Friday, April 20, 2012

Friday Night Odds and Ends

To begin with, if you are even remotely interested in astronomy and things going on in the sky, you might want to find someplace or some way to observe the coming transit of Venus.  A planetary transit like this is when the planet crosses the disk of the sun as seen from Earth.  In North America, where most of my readers are, at least some portions of the transit will be visible on the evening of Tuesday, June 5th.  Alaska, Hawaii, and the pacific west of there will see the entire transit, with the transit occuring at sunrise over Europe, east Africa, the Indian subcontinent and the Mideast.
This is an extremely rare event!  I believe there have been seven observed since the invention of the telescope.  Due to the angles between Earth's and Venus' orbits, you get a pair of Venus transits eight years apart (we had one in '04), and then not again for a long time.  The next one will be in 2117 - not only is this the last chance of our lives to see one, but the last of our children's lives and likely our grandchildren's lives.  Our newly arrived granddaughter will have to live to 105 to see one.

This being Florida, we were clouded out of the 2004 transit.  I would like to see this one - with my own eyes.  Yes, I have a solar filter that allows use of a telescope.  If need be, I'll watch it online.  More details here.

I've mentioned before that I don't particularly believe in the concept of peak oil, at least as most commentators use it.  In an even remotely working market, as the price of one fuel rises, research into alternatives picks up (all without the fed.gov getting involved) as inventors jockey to be the next godzillionaire, and we transition between fuels.  Energy Efficiency and Technology magazine editor Leland Tesch writes on the subject this month
To understand this viewpoint, one has to go back to the originator of the peak oil theory, the geologist M. King Hubbert. Hubbert’s theory argues that world oil output is currently at or near the highest level it will ever reach, and that about half the world’s oil resources have already been produced. Hubbert devised his peak theory in 1956. He claimed U.S. oil production would likely peak somewhere between 1965 and 1970 -- reaching a point that became known as Hubbert’s Peak -- and then precipitously decline.
The problem with Hubbert's idea is that he used a simple statistical model and never accounted for the greater incentive to get more oil (or anything) as it becomes more valuable.
For example, only about 40% of the typical oil field’s production comes through traditional methods. New technology gets more production out of existing fields. And this is why a declining discovery rate for new oil fields is not a trend to worry about, says Yergin. Most of the world’s supply is not the result of new discoveries, but comes from additions to existing reserves. One study by the U.S. Geological Survey found that 86% of oil reserves in the U.S. arise not from estimates at the time the field was discovered, but from revisions and additions that come to light as the field is developed.
The end result is that fields reach a plateau and taper off slowly.  It's one reason why our known oil reserves are greater now than 10 years ago.  

Is there a limited amount of oil on Earth?  Of course, Earth itself is finite, so that's not even the question.  I just don't believe anyone knows how much.  There is evidence old, abandoned oil wells refill from below, and there's a competing (abiotic) theory to oil formation that says oil is component of planets when they form, not just  fossil organic matter as most people think. 
Production at the oil field, deep in the Gulf of Mexico off the coast of Louisiana, was supposed to have declined years ago.
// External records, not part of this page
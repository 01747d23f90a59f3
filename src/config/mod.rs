pub mod applicator;
pub mod loader;
pub mod params;
pub mod schema;

pub use applicator::{transform, ApplicationError, RuleOutcome, RuleReport, Transformed};
pub use loader::{discover_rule_files, load_from_path, load_from_str, ConfigError};
pub use params::Params;
pub use schema::{
    AreaDefinition, Insert, Locate, Metadata, RuleDefinition, RuleTable, Scope, ValidationError,
    ValidationIssue,
};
And for a while, it behaved like any normal field: Following its 1973 discovery, Eugene Island 330's output peaked at about 15,000 barrels a day. By 1989, production had slowed to about 4,000 barrels a day.

Then suddenly—some say almost inexplicably—Eugene Island's fortunes reversed. The field, operated by PennzEnergy Co., is now producing 13,000 barrels a day, and probable reserves have rocketed to more than 400 million barrels from 60 million. Stranger still, scientists studying the field say the crude coming out of the pipe is of a geological age quite different from the oil that gushed 10 years ago.
Insert my usual rant that if the government and other toxic do-gooders would just leave the darned economy alone,  things would work themselves out just fine.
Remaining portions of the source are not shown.